Based on our testing Kraken 2 was a good balance of time and space efficiency. Today we will experiment with Kraken2 further by building a custom database to search against.
Guidance on using Kraken2 can be found in the Manual
Also, the Kraken2 paper is a good resource that shows how Kraken2 performs relative to related programs.
First, we must download the RefSeq plastid genomes database.
mkdir kraken
cd kraken
#1) Download Plastid reference data:
wget ftp://ftp.ncbi.nlm.nih.gov/refseq/release/plastid/plastid.1.1.genomic.fna.gz
wget ftp://ftp.ncbi.nlm.nih.gov/refseq/release/plastid/plastid.2.1.genomic.fna.gz
wget ftp://ftp.ncbi.nlm.nih.gov/refseq/release/plastid/plastid.3.1.genomic.fna.gz
#2) Then, these files need to be unzipped (uncompressed).
gunzip *.fna.gz
#3) Name your database
DBNAME='plastid_custom'
#4) Get the NCBI taxonomy files:
kraken2-build --download-taxonomy --db $DBNAME
#5) Add custom reference data
kraken2-build --add-to-library plastid.1.1.genomic.fna --db $DBNAME
kraken2-build --add-to-library plastid.2.1.genomic.fna --db $DBNAME
kraken2-build --add-to-library plastid.3.1.genomic.fna --db $DBNAME
#6) Finalize the database
kraken2-build --build --db $DBNAME
Now we can test our custom database using our MATK eDNA sample file.

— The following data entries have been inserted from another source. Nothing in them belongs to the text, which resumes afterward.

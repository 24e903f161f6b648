use std::net::{IpAddr, Ipv4Addr, SocketAddr, SocketAddrV4};
use std::time::{Duration, SystemTime};

use socket2::SockAddr;

use crate::icmp::v4::{IcmpSocket, IcmpV4, Identifier, SequenceCounter, Socket, SocketType};
use crate::ping_error::PingError;
use crate::{PingReport, PingResult};

// Enough for an IP header plus one echo message.
const RECEIVE_BUFFER_LEN: usize = 256;

/// One ping session towards one destination.
///
/// Reusable across bursts: `run` resets the counters, the socket stays open
/// and the sequence counter keeps climbing, so two consecutive bursts never
/// share a sequence number. The socket is closed when the session is dropped.
pub struct PingSession(SessionImpl<IcmpSocket>);

impl PingSession {
    /// Session over a raw ICMP socket (requires privilege).
    /// Fails if `destination` is not a dotted-decimal IPv4 address.
    pub fn new(destination: &str, timeout: Duration) -> PingResult<Self> {
        Self::with_socket_type(destination, timeout, SocketType::Raw)
    }

    pub fn with_socket_type(
        destination: &str,
        timeout: Duration,
        socket_type: SocketType,
    ) -> PingResult<Self> {
        Ok(PingSession(SessionImpl::new(destination, timeout, socket_type)?))
    }

    /// Sends a burst of `packet_count` echo requests and waits (bounded by
    /// the session timeout per wait) for the matching replies.
    ///
    /// Only socket-open failures are errors; everything that goes wrong per
    /// packet shows up as `packets_received < packets_sent` in the report.
    pub fn run(&mut self, packet_count: u16) -> PingResult<PingReport> {
        self.0.run(packet_count)
    }
}

struct SessionImpl<S> {
    destination: Ipv4Addr,
    timeout: Duration,
    socket_type: SocketType,
    identifier: Identifier,
    sequence: SequenceCounter,
    icmpv4: IcmpV4,
    socket: Option<S>,
    packets_sent: u32,
    packets_received: u32,
    burst_start: Option<SystemTime>,
    last_receive: Option<SystemTime>,
}

impl<S> SessionImpl<S>
where
    S: Socket,
{
    fn new(destination: &str, timeout: Duration, socket_type: SocketType) -> PingResult<Self> {
        let destination: Ipv4Addr = destination.parse().map_err(|_| PingError {
            message: format!("invalid destination address: {destination}"),
            source: None,
        })?;
        Ok(Self {
            destination,
            timeout,
            socket_type,
            identifier: Identifier::from_process(),
            sequence: SequenceCounter::new(),
            icmpv4: IcmpV4::new(),
            socket: None,
            packets_sent: 0,
            packets_received: 0,
            burst_start: None,
            last_receive: None,
        })
    }

    #[cfg(test)]
    fn with_socket(destination: &str, timeout: Duration, socket: S) -> PingResult<Self> {
        let mut session = Self::new(destination, timeout, SocketType::Raw)?;
        session.socket = Some(socket);
        Ok(session)
    }

    fn run(&mut self, packet_count: u16) -> PingResult<PingReport> {
        self.packets_sent = 0;
        self.packets_received = 0;
        self.burst_start = None;
        self.last_receive = None;

        if packet_count == 0 {
            return Ok(PingReport {
                packets_sent: 0,
                packets_received: 0,
                elapsed_ms: 0.0,
            });
        }

        // Lazily opened on the first non-empty burst, then reused.
        if self.socket.is_none() {
            let socket = S::open(self.socket_type, self.identifier).map_err(|error| PingError {
                message: "could not open ICMP socket".to_owned(),
                source: Some(Box::new(error)),
            })?;
            self.socket = Some(socket);
        }
        let socket = self.socket.as_ref().expect("socket was opened above");

        let destination_addr: SockAddr =
            SocketAddr::V4(SocketAddrV4::new(self.destination, 0)).into();
        let mut receive_buf = [0u8; RECEIVE_BUFFER_LEN];

        for _ in 0..packet_count {
            let sequence_number = self.sequence.next();
            let (packet, send_time) =
                self.icmpv4.encode_echo_request(self.identifier, sequence_number);
            if self.packets_sent == 0 {
                // Re-recorded until the first send succeeds, so a leading
                // failed send does not skew the elapsed time.
                self.burst_start = Some(send_time);
            }

            match socket.send_to(&packet, &destination_addr) {
                Ok(_) => {
                    self.packets_sent += 1;
                    tracing::trace!(sequence_number = sequence_number.0, "echo request sent");
                }
                Err(error) => {
                    tracing::warn!(%error, "could not send echo request");
                }
            }

            // Drain replies for everything sent so far in this burst; a true
            // timeout ends the wait for this packet, not the burst.
            while self.packets_received < self.packets_sent {
                match socket.recv_from(&mut receive_buf, self.timeout) {
                    Ok(None) => {
                        tracing::debug!("receive timed out");
                        break;
                    }
                    Err(error) => {
                        tracing::warn!(%error, "receive failed");
                        break;
                    }
                    Ok(Some((len, source))) => {
                        let received_at = SystemTime::now();
                        let IpAddr::V4(source) = source else {
                            tracing::trace!("discarding packet from non-IPv4 source");
                            continue;
                        };
                        match IcmpV4::decode_echo_reply(
                            &receive_buf[..len],
                            source,
                            self.identifier,
                            self.destination,
                        ) {
                            Ok(reply) => {
                                self.packets_received += 1;
                                self.last_receive = Some(received_at);
                                tracing::trace!(
                                    identifier = reply.identifier.0,
                                    sequence_number = reply.sequence_number.0,
                                    source = %reply.source,
                                    "echo reply accepted"
                                );
                            }
                            Err(reject) => {
                                tracing::trace!(?reject, "discarding packet");
                            }
                        }
                    }
                }
            }
        }

        Ok(PingReport {
            packets_sent: self.packets_sent,
            packets_received: self.packets_received,
            elapsed_ms: self.elapsed_ms(),
        })
    }

    #[allow(clippy::cast_precision_loss)]
    fn elapsed_ms(&self) -> f64 {
        match (self.burst_start, self.last_receive) {
            (Some(start), Some(end)) => {
                let elapsed = end.duration_since(start).unwrap_or_default();
                elapsed.as_secs() as f64 * 1000.0 + f64::from(elapsed.subsec_micros()) / 1000.0
            }
            // No accepted reply, deterministic zero.
            _ => 0.0,
        }
    }
}
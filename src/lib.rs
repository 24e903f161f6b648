#![warn(rust_2018_idioms)]
#![warn(clippy::pedantic)]
#![allow(clippy::missing_errors_doc)] // TODO: document error conditions of the public API

//! Burst "ping" over ICMPv4: send a bounded burst of echo requests to a
//! single host, wait (with timeout) for matching replies and report
//! aggregate send/receive counts plus the elapsed time of the burst.

pub use icmp::v4::SocketType;
pub use ping_error::{GenericError, PingError, PingResult};
pub use ping_report::PingReport;
pub use session::PingSession;

mod icmp;
mod ping_error;
mod ping_report;
mod session;
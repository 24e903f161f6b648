use std::{error::Error, fmt};

pub type GenericError = Box<dyn Error + Send + Sync + 'static>;

pub type PingResult<T> = std::result::Result<T, GenericError>;

/// Session-level failure: could not open the socket or the destination is
/// not a valid address. Per-packet conditions never surface here, they are
/// absorbed into the counters of the report.
#[derive(Debug)]
pub struct PingError {
    pub message: String,
    pub source: Option<GenericError>,
}

impl fmt::Display for PingError {
    fn fmt(&self, f: &mut fmt::Formatter<'_>) -> Result<(), fmt::Error> {
        write!(f, "PingError")?;
        if !self.message.is_empty() {
            write!(f, ": {}", self.message)?;
        }
        Ok(())
    }
}

impl Error for PingError {
    fn source(&self) -> Option<&(dyn Error + 'static)> {
        self.source
            .as_ref()
            .map(|source| source.as_ref() as &(dyn Error + 'static))
    }
}

impl From<std::io::Error> for PingError {
    fn from(error: std::io::Error) -> PingError {
        PingError {
            message: error.to_string(),
            source: Some(Box::new(error)),
        }
    }
}

#[cfg(test)]
mod tests {
    use std::io::ErrorKind;

    use super::*;

    #[test]
    fn fmt_without_message() {
        let ping_error = PingError {
            message: String::new(),
            source: None,
        };
        assert_eq!("PingError", format!("{ping_error}"));
    }

    #[test]
    fn fmt_with_message() {
        let ping_error = PingError {
            message: "testing std::fmt::Display".to_string(),
            source: None,
        };
        assert_eq!("PingError: testing std::fmt::Display", format!("{ping_error}"));
    }

    #[test]
    fn source_absent() {
        let ping_error = PingError {
            message: String::new(),
            source: None,
        };
        assert!(ping_error.source().is_none());
    }

    #[test]
    fn ping_error_from_std_io_error() {
        let std_io_error = std::io::Error::from(ErrorKind::PermissionDenied);
        let ping_error = PingError::from(std_io_error);
        assert!(ping_error.source().is_some());
        assert!(!ping_error.message.is_empty());
    }
}
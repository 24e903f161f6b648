type SequenceNumberInnerType = u16;

#[derive(Copy, Clone, Debug, Eq, Hash, PartialEq)]
pub(crate) struct SequenceNumber(pub SequenceNumberInnerType);

impl From<SequenceNumberInnerType> for SequenceNumber {
    fn from(value: SequenceNumberInnerType) -> Self {
        SequenceNumber(value)
    }
}

impl From<SequenceNumber> for SequenceNumberInnerType {
    fn from(value: SequenceNumber) -> Self {
        value.0
    }
}

/// Hands out echo sequence numbers for the whole lifetime of a session.
/// Never reset between bursts, so two consecutive bursts cannot reuse a
/// number until the counter wraps at `u16::MAX`.
pub(crate) struct SequenceCounter(SequenceNumberInnerType);

impl SequenceCounter {
    pub(crate) fn new() -> Self {
        SequenceCounter(0)
    }

    pub(crate) fn next(&mut self) -> SequenceNumber {
        let current = SequenceNumber(self.0);
        self.0 = self.0.wrapping_add(1);
        current
    }
}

Recall that last time we queried the entire ‘nt’ database using:
kdb=/usr/share/data/krakendb/nt-custom/
targdata=/usr/share/data/BIO331/MATK-1RKIM/small/barcode11.s.fastq
kraken2 --db $kdb --threads 1 --use-names --report kreport.tab $targdata > kraken.out
All we need to do is substitute the path to our custom database.
Make sure working directory is set to the ‘kraken’ folder
kdb=plastid_custom
targdata=/usr/share/data/BIO331/MATK-1RKIM/small/barcode11.s.fastq
kraken2 --db $kdb --threads 1 --use-names --report kreport.tab $targdata > kraken.out
TIP: Check out the quick-reference guide on ggplot2 from RStudio
Use ggplot to show the # of reads mapping to genera.
library(ggplot2)
library(taxonomizr)
kreport=read.delim('kraken/kreport.tab', sep ='\t', header=F)
#preview
head(kreport)
#how many rows?
nrow(kreport)
## [1] 673
#add column names to the kreport table
colnames(kreport) = c('percent', 'readsRooted', 'reads', 'taxRank', 'taxID', 'sciName')
fam.kreport = subset(kreport, kreport$taxRank=='F')
ggplot(data=fam.kreport) +
geom_bar(aes(x=sciName, y = readsRooted), stat='identity')
How can we improve upon this graph? What other ways might we represent these data?
Try:
x <- transform(fam.kreport, variable=reorder(sciName, -readsRooted) )
x = x[order(-x$readsRooted),]
ggplot(data=x[1:5,]) +
geom_bar(aes(x=sciName, y = readsRooted), stat='identity') +
theme(axis.text.x=element_text(angle=90))
Also try:
ggplot(data=kreport, aes(x=log(readsRooted), y=log(percent))) +
geom_point() +
geom_text(aes(label=sciName),hjust=0, vjust=0, size=1)
# Homework
For next class: Using files for barcode10, barcode11, barcode12, or none.fastq, create a graph showing the read counts for the Kraken output based on the entire ‘nt’ database and one based on the plastid custom database. Post to #plots and discuss any differences.